ComentárioEmbora as expressões a rigor e em rigor sejam de uso frequente no português contemporâneo, não são termos sinônimos, sendo importante fazer uma breve distinção entre elas.

         A primeira é uma expressão idiomática que significa de acordo com as exigências da ocasião, conforme as circunstâncias. Segundo as lições de Luiz Antonio Sacconi, a expressão a rigor é copiada do francês à la rigueur:

 

A expressão  a rigor é copiada do francês à la rigueur. Só devemos usar palavras, expressões, construções estrangeiras, quando absolutamente necessárias. Parece-nos que em rigor substitui a contento a rigor . (Luiz Antonio Sacconi, in Não erre mais!)

        

         Por sua vez, a locução adverbial em rigor geralmente precede explicações e/ou exposições de ideias exatas. Pode ser substituída pelo advérbio rigorosamente e apresenta o significado proceder com rigor, exatidão, estritamente. O Dicionário Contemporâneo da Língua Portuguesa Caldas Aulete registra somente a forma em rigor:

 

 Em rigor (loc. adv.), rigorosamente, conforme as exigências do assunto; no sentido estrito.

 

Ex.: Quem ignorando ofendeu, em rigor (rigorosamente) não é delinquente. (Pe. Antônio Vieira)

 

 

Voltando à questão da prova…

 

         No enunciado da questão 1, o trecho Caso se proceda com rigor faz menção ao segmento em rigor, alterando a ideia original do texto.

 

         Além disso, na reescrita proposta pelo examinador da banca, houve os seguintes desvios gramaticais:

 

(i) a vírgula após a expressão a rigor está separando incorretamente o verbo proceder do complemento a análise desses conceitos. Trata-se de um dos pré-requisitos básicos para o emprego da vírgula.
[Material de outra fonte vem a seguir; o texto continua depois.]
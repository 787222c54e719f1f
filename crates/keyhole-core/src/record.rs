use serde::{Deserialize, Serialize};

/// A stored short-URL record.
///
/// Records are append-only: they are created through the insert path and
/// never physically removed, only flagged via `deleted`. The flag is
/// monotonic; once set it never reverts.
#[derive(Debug, Clone, PartialEq, Eq)]
pub struct UrlRecord {
    /// The short code resolving to the original URL.
    pub short_code: String,
    /// The original URL exactly as supplied by the caller. The storage
    /// layer never validates or normalizes it.
    pub original_url: String,
    /// The anonymous session that created the record. Not a foreign key;
    /// users exist only as this integer.
    pub user_id: i64,
    /// Soft-deletion flag.
    pub deleted: bool,
}

/// The result of resolving a short code.
///
/// `Option<ResolvedUrl>` distinguishes a missing code (`None`) from a
/// soft-deleted one (`deleted == true`), so transport layers can map them
/// to 404 and 410 respectively.
#[derive(Debug, Clone, PartialEq, Eq)]
pub struct ResolvedUrl {
    pub original_url: String,
    pub deleted: bool,
}

/// One entry of a bulk-shorten request body.
#[derive(Debug, Clone, PartialEq, Eq, Serialize, Deserialize)]
pub struct BatchRequest {
    /// Caller-chosen ID correlating this entry with its response.
    pub correlation_id: String,
    /// URL to shorten.
    pub original_url: String,
}

/// One entry of a bulk-shorten response body.
#[derive(Debug, Clone, PartialEq, Eq, Serialize, Deserialize)]
pub struct BatchResponse {
    /// Caller-chosen ID correlating this entry with its request.
    pub correlation_id: String,
    /// Full short URL for the response body.
    pub short_url: String,
    /// Bare short code for storage, not part of the response body.
    #[serde(skip)]
    pub short_code: String,
}

/// A short/original URL pair from an owner's listing.
#[derive(Debug, Clone, PartialEq, Eq, Serialize, Deserialize)]
pub struct UserUrl {
    pub short_url: String,
    pub original_url: String,
}

/// Aggregate service statistics, computed on demand and never cached.
#[derive(Debug, Clone, Copy, PartialEq, Eq, Serialize, Deserialize)]
pub struct ServiceStats {
    /// Amount of records, deleted ones included.
    pub urls: u64,
    /// Amount of distinct user IDs across all records.
    pub users: u64,
}

/// Joins a base URL and a short code into a full short URL.
pub fn join_short_url(base_url: &str, code: &str) -> String {
    format!("{}/{}", base_url.trim_end_matches('/'), code)
}
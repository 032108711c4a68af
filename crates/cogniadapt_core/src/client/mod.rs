//! The boundary to the external generative-AI service.

use std::fmt::Debug;
use std::pin::Pin;
use std::str::FromStr;

use async_trait::async_trait;
use futures::Stream;
use serde::{Deserialize, Serialize};

use crate::error::{CoreError, Result};
use crate::media::MediaPayload;

mod gemini;
mod mock;

pub use gemini::GeminiBackend;
pub use mock::{MockBackend, MockOperation};

/// A lazy, finite sequence of text fragments from a streamed generation.
pub type TextFragmentStream = Pin<Box<dyn Stream<Item = Result<String>> + Send>>;

/// Conversation role for a request turn.
#[derive(Debug, Clone, Copy, PartialEq, Eq, Serialize, Deserialize)]
#[serde(rename_all = "lowercase")]
pub enum Role {
    User,
    Model,
}

/// One turn of conversation content.
#[derive(Debug, Clone)]
pub struct Turn {
    pub role: Role,
    pub text: String,
}

impl Turn {
    pub fn user(text: impl Into<String>) -> Self {
        Self {
            role: Role::User,
            text: text.into(),
        }
    }

    pub fn model(text: impl Into<String>) -> Self {
        Self {
            role: Role::Model,
            text: text.into(),
        }
    }
}

/// A text-generation request: conversation turns plus optional system
/// instruction, inline media, and response-shape constraint.
#[derive(Debug, Clone, Default)]
pub struct GenerateRequest {
    pub system: Option<String>,
    pub turns: Vec<Turn>,
    pub media: Option<MediaPayload>,
    pub response_schema: Option<serde_json::Value>,
}

impl GenerateRequest {
    pub fn from_prompt(prompt: impl Into<String>) -> Self {
        Self {
            turns: vec![Turn::user(prompt)],
            ..Default::default()
        }
    }

    pub fn with_schema(mut self, schema: serde_json::Value) -> Self {
        self.response_schema = Some(schema);
        self
    }

    pub fn with_media(mut self, media: MediaPayload) -> Self {
        self.media = Some(media);
        self
    }

    pub fn with_system(mut self, system: impl Into<String>) -> Self {
        self.system = Some(system.into());
        self
    }
}

/// Output framing for generated images.
#[derive(Debug, Clone, Copy, PartialEq, Eq, Serialize, Deserialize)]
pub enum AspectRatio {
    #[serde(rename = "1:1")]
    Square,
    #[serde(rename = "16:9")]
    Landscape,
    #[serde(rename = "9:16")]
    Portrait,
    #[serde(rename = "4:3")]
    Classic,
    #[serde(rename = "3:4")]
    ClassicPortrait,
}

impl AspectRatio {
    pub fn as_str(&self) -> &'static str {
        match self {
            Self::Square => "1:1",
            Self::Landscape => "16:9",
            Self::Portrait => "9:16",
            Self::Classic => "4:3",
            Self::ClassicPortrait => "3:4",
        }
    }

    /// Video generation only supports the widescreen pair.
    pub fn supports_video(&self) -> bool {
        matches!(self, Self::Landscape | Self::Portrait)
    }
}

impl FromStr for AspectRatio {
    type Err = CoreError;

    fn from_str(s: &str) -> Result<Self> {
        match s {
            "1:1" => Ok(Self::Square),
            "16:9" => Ok(Self::Landscape),
            "9:16" => Ok(Self::Portrait),
            "4:3" => Ok(Self::Classic),
            "3:4" => Ok(Self::ClassicPortrait),
            other => Err(CoreError::empty_input(format!(
                "aspect ratio '{}' (expected 1:1, 16:9, 9:16, 4:3, or 3:4)",
                other
            ))),
        }
    }
}

impl std::fmt::Display for AspectRatio {
    fn fmt(&self, f: &mut std::fmt::Formatter<'_>) -> std::fmt::Result {
        f.write_str(self.as_str())
    }
}

/// Request to animate a still image into a short video.
#[derive(Debug, Clone)]
pub struct AnimationRequest {
    pub prompt: String,
    pub image: MediaPayload,
    pub aspect_ratio: AspectRatio,
}

/// Server-side handle for a long-running video generation.
#[derive(Debug, Clone, PartialEq, Eq)]
pub struct OperationHandle {
    pub name: String,
}

/// Poll result for a long-running operation.
#[derive(Debug, Clone, PartialEq, Eq)]
pub enum OperationStatus {
    Pending,
    /// Finished with a downloadable video URI.
    Complete { video_uri: String },
    /// Finished without a result.
    Failed { detail: String },
}

/// The external generative-AI API surface this application depends on.
///
/// One implementation talks to the real service; tests substitute a mock.
#[async_trait]
pub trait GenerativeBackend: Send + Sync + Debug {
    /// Name of this backend, for logging.
    fn name(&self) -> &str;

    /// Single-shot text generation.
    async fn generate(&self, request: GenerateRequest) -> Result<String>;

    /// Streamed text generation, yielding fragments in arrival order.
    async fn generate_stream(&self, request: GenerateRequest) -> Result<TextFragmentStream>;

    /// Generate one image, returned as encoded image bytes.
    async fn generate_image(&self, prompt: &str, aspect_ratio: AspectRatio) -> Result<Vec<u8>>;

    /// Kick off a long-running image-to-video generation.
    async fn start_animation(&self, request: AnimationRequest) -> Result<OperationHandle>;

    /// Poll a long-running animation operation.
    async fn poll_animation(&self, handle: &OperationHandle) -> Result<OperationStatus>;
}

#[cfg(test)]
mod tests {
    use super::*;
    use pretty_assertions::assert_eq;

    #[test]
    fn aspect_ratio_round_trips() {
        for tag in ["1:1", "16:9", "9:16", "4:3", "3:4"] {
            let ratio: AspectRatio = tag.parse().unwrap();
            assert_eq!(ratio.as_str(), tag);
        }
        assert!("2:1".parse::<AspectRatio>().is_err());
    }

    #[test]
    fn only_widescreen_ratios_support_video() {
        assert!(AspectRatio::Landscape.supports_video());
        assert!(AspectRatio::Portrait.supports_video());
        assert!(!AspectRatio::Square.supports_video());
        assert!(!AspectRatio::Classic.supports_video());
    }
}
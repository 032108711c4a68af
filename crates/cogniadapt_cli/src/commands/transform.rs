use std::path::Path;

use cogniadapt_core::{AdapterClient, Concept, TransformedContent};
use miette::{IntoDiagnostic, Result};
use owo_colors::OwoColorize;

use crate::output::Output;

/// Transform study text for the selected profile and render the result
pub async fn run(
    client: &AdapterClient,
    text: Option<&str>,
    file: Option<&Path>,
    quiz: bool,
) -> Result<()> {
    let output = Output::new();

    let text = match (text, file) {
        (Some(text), _) => text.to_string(),
        (None, Some(path)) => tokio::fs::read_to_string(path).await.into_diagnostic()?,
        (None, None) => {
            // Fall back to stdin so the command composes with pipes
            let mut buffer = String::new();
            tokio::io::AsyncReadExt::read_to_string(&mut tokio::io::stdin(), &mut buffer)
                .await
                .into_diagnostic()?;
            buffer
        }
    };

    output.status("Transforming content...");
    client.transform_text(&text).await?;

    let state = client.state();
    if let Some(message) = state.error.get() {
        output.error(&message);
        return Ok(());
    }
    let Some(content) = state.transformed_content.get() else {
        output.error("No content was produced");
        return Ok(());
    };

    render(&content, &output);

    if quiz && !content.questions.is_empty() {
        super::quiz::run(&content.questions, &output)?;
    } else if !content.questions.is_empty() {
        println!();
        output.status("Run with --quiz to test your knowledge");
    }

    Ok(())
}

fn render(content: &TransformedContent, output: &Output) {
    let info = content.profile.info();

    output.section(&format!("Adapted for {} {}", info.icon, info.name));
    println!();
    output.markdown(&content.summary);

    output.section("Key Concepts");
    for concept in &content.concepts {
        match concept {
            Concept::Plain(text) => output.list_item(text),
            Concept::Visual {
                title,
                description,
                visual_idea,
            } => {
                println!("    {} {}", "▸".bright_cyan(), title.bold());
                println!("      {}", description);
                println!("      {} {}", "Visual:".dimmed(), visual_idea.italic());
            }
        }
    }
}
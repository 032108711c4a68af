pub mod config;
pub mod media;
pub mod profile;
pub mod quiz;
pub mod transform;
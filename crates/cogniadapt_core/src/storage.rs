//! Durable storage for the selected profile.
//!
//! The only thing that outlives a session is the last-selected profile
//! tag. The port is injected so the presentation layer and tests can swap
//! the backing store.

use std::path::{Path, PathBuf};
use std::str::FromStr;

use async_trait::async_trait;
use parking_lot::Mutex;

use crate::error::{CoreError, Result};
use crate::profile::CognitiveProfile;

/// Key-value port for the persisted profile selection.
#[async_trait]
pub trait ProfileStore: Send + Sync {
    /// Read the stored profile, if a valid one is present.
    async fn load(&self) -> Result<Option<CognitiveProfile>>;

    /// Persist the profile tag.
    async fn store(&self, profile: CognitiveProfile) -> Result<()>;
}

/// Stores the profile tag as a single small file.
#[derive(Debug, Clone)]
pub struct FileProfileStore {
    path: PathBuf,
}

impl FileProfileStore {
    pub fn new(path: impl Into<PathBuf>) -> Self {
        Self { path: path.into() }
    }

    /// Default location under the user data directory.
    pub fn default_path() -> PathBuf {
        dirs::data_dir()
            .unwrap_or_else(|| PathBuf::from("."))
            .join("cogniadapt")
            .join("profile")
    }

    pub fn path(&self) -> &Path {
        &self.path
    }
}

#[async_trait]
impl ProfileStore for FileProfileStore {
    async fn load(&self) -> Result<Option<CognitiveProfile>> {
        let content = match tokio::fs::read_to_string(&self.path).await {
            Ok(content) => content,
            Err(e) if e.kind() == std::io::ErrorKind::NotFound => return Ok(None),
            Err(e) => {
                return Err(CoreError::StorageError {
                    path: self.path.display().to_string(),
                    cause: e,
                });
            }
        };

        // A stale or hand-edited tag is ignored, not an error
        match CognitiveProfile::from_str(content.trim()) {
            Ok(profile) => Ok(Some(profile)),
            Err(_) => {
                tracing::warn!(
                    path = %self.path.display(),
                    tag = content.trim(),
                    "ignoring invalid stored profile tag"
                );
                Ok(None)
            }
        }
    }

    async fn store(&self, profile: CognitiveProfile) -> Result<()> {
        if let Some(parent) = self.path.parent() {
            tokio::fs::create_dir_all(parent)
                .await
                .map_err(|e| CoreError::StorageError {
                    path: parent.display().to_string(),
                    cause: e,
                })?;
        }

        tokio::fs::write(&self.path, profile.as_str())
            .await
            .map_err(|e| CoreError::StorageError {
                path: self.path.display().to_string(),
                cause: e,
            })
    }
}

/// In-memory store for tests.
#[derive(Debug, Default)]
pub struct MemoryProfileStore {
    value: Mutex<Option<CognitiveProfile>>,
}

impl MemoryProfileStore {
    pub fn new() -> Self {
        Self::default()
    }
}

#[async_trait]
impl ProfileStore for MemoryProfileStore {
    async fn load(&self) -> Result<Option<CognitiveProfile>> {
        Ok(*self.value.lock())
    }

    async fn store(&self, profile: CognitiveProfile) -> Result<()> {
        *self.value.lock() = Some(profile);
        Ok(())
    }
}

#[cfg(test)]
mod tests {
    use super::*;
    use pretty_assertions::assert_eq;

    #[tokio::test]
    async fn file_store_round_trips() {
        let dir = tempfile::tempdir().unwrap();
        let store = FileProfileStore::new(dir.path().join("profile"));

        assert_eq!(store.load().await.unwrap(), None);
        store.store(CognitiveProfile::Dyslexia).await.unwrap();
        assert_eq!(
            store.load().await.unwrap(),
            Some(CognitiveProfile::Dyslexia)
        );
    }

    #[tokio::test]
    async fn file_store_ignores_invalid_tag() {
        let dir = tempfile::tempdir().unwrap();
        let path = dir.path().join("profile");
        std::fs::write(&path, "NotAProfile").unwrap();

        let store = FileProfileStore::new(path);
        assert_eq!(store.load().await.unwrap(), None);
    }

    #[tokio::test]
    async fn memory_store_round_trips() {
        let store = MemoryProfileStore::new();
        assert_eq!(store.load().await.unwrap(), None);
        store.store(CognitiveProfile::Adhd).await.unwrap();
        assert_eq!(store.load().await.unwrap(), Some(CognitiveProfile::Adhd));
    }
}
Para corrigir o trecho, ou se emprega uma vírgula antes da mencionada expressão, ou se retira o referido sinal de pontuação do contexto:

 

Caso se proceda, com rigor, à análise (…)

 

Caso se proceda com rigor à análise (…)

 

         Vale mencionar, ainda, que, no primeiro exemplo, o emprego das vírgulas deve-se a questões estilísticas. Nesse caso, o autor visa a enfatizar a expressão com rigor.

 

(ii) o verbo existir deveria ter sido flexionado no plural para concordar com o sujeitodiferenças. Sabemos que o verbo existir é pessoal, ou seja, relaciona-se a um sujeito.

 

Dica: Lembrem-se de diferenciar os verbos existir haver. Este último, ao ser empregado na acepção (significado) de existir, acontecer ou ocorrer, assume caráter impessoal, devendo permanecer na terceira pessoa do singular.

 

(…) verifica-se que não existem diferenças entre eles.

                                                    sujeito

 

(…) verifica-se que não  diferenças entre eles.

                                      objeto direto

 

(iii) por fim, o trecho também apresenta erro de regência. O verbo proceder foi empregado na acepção de levar a efeito, efetuar, realizar, fazer, devendo assumir transitividade indireta. Segundo o Dicionário Prático de Regência Verbal, de Celso Pedro Luft, editora Ática, edição 2010, p. 418, na linguagem culta formal, aconselha-se a regência primária (transitiva indireta): Proceder ao inventário; proceder à chamada.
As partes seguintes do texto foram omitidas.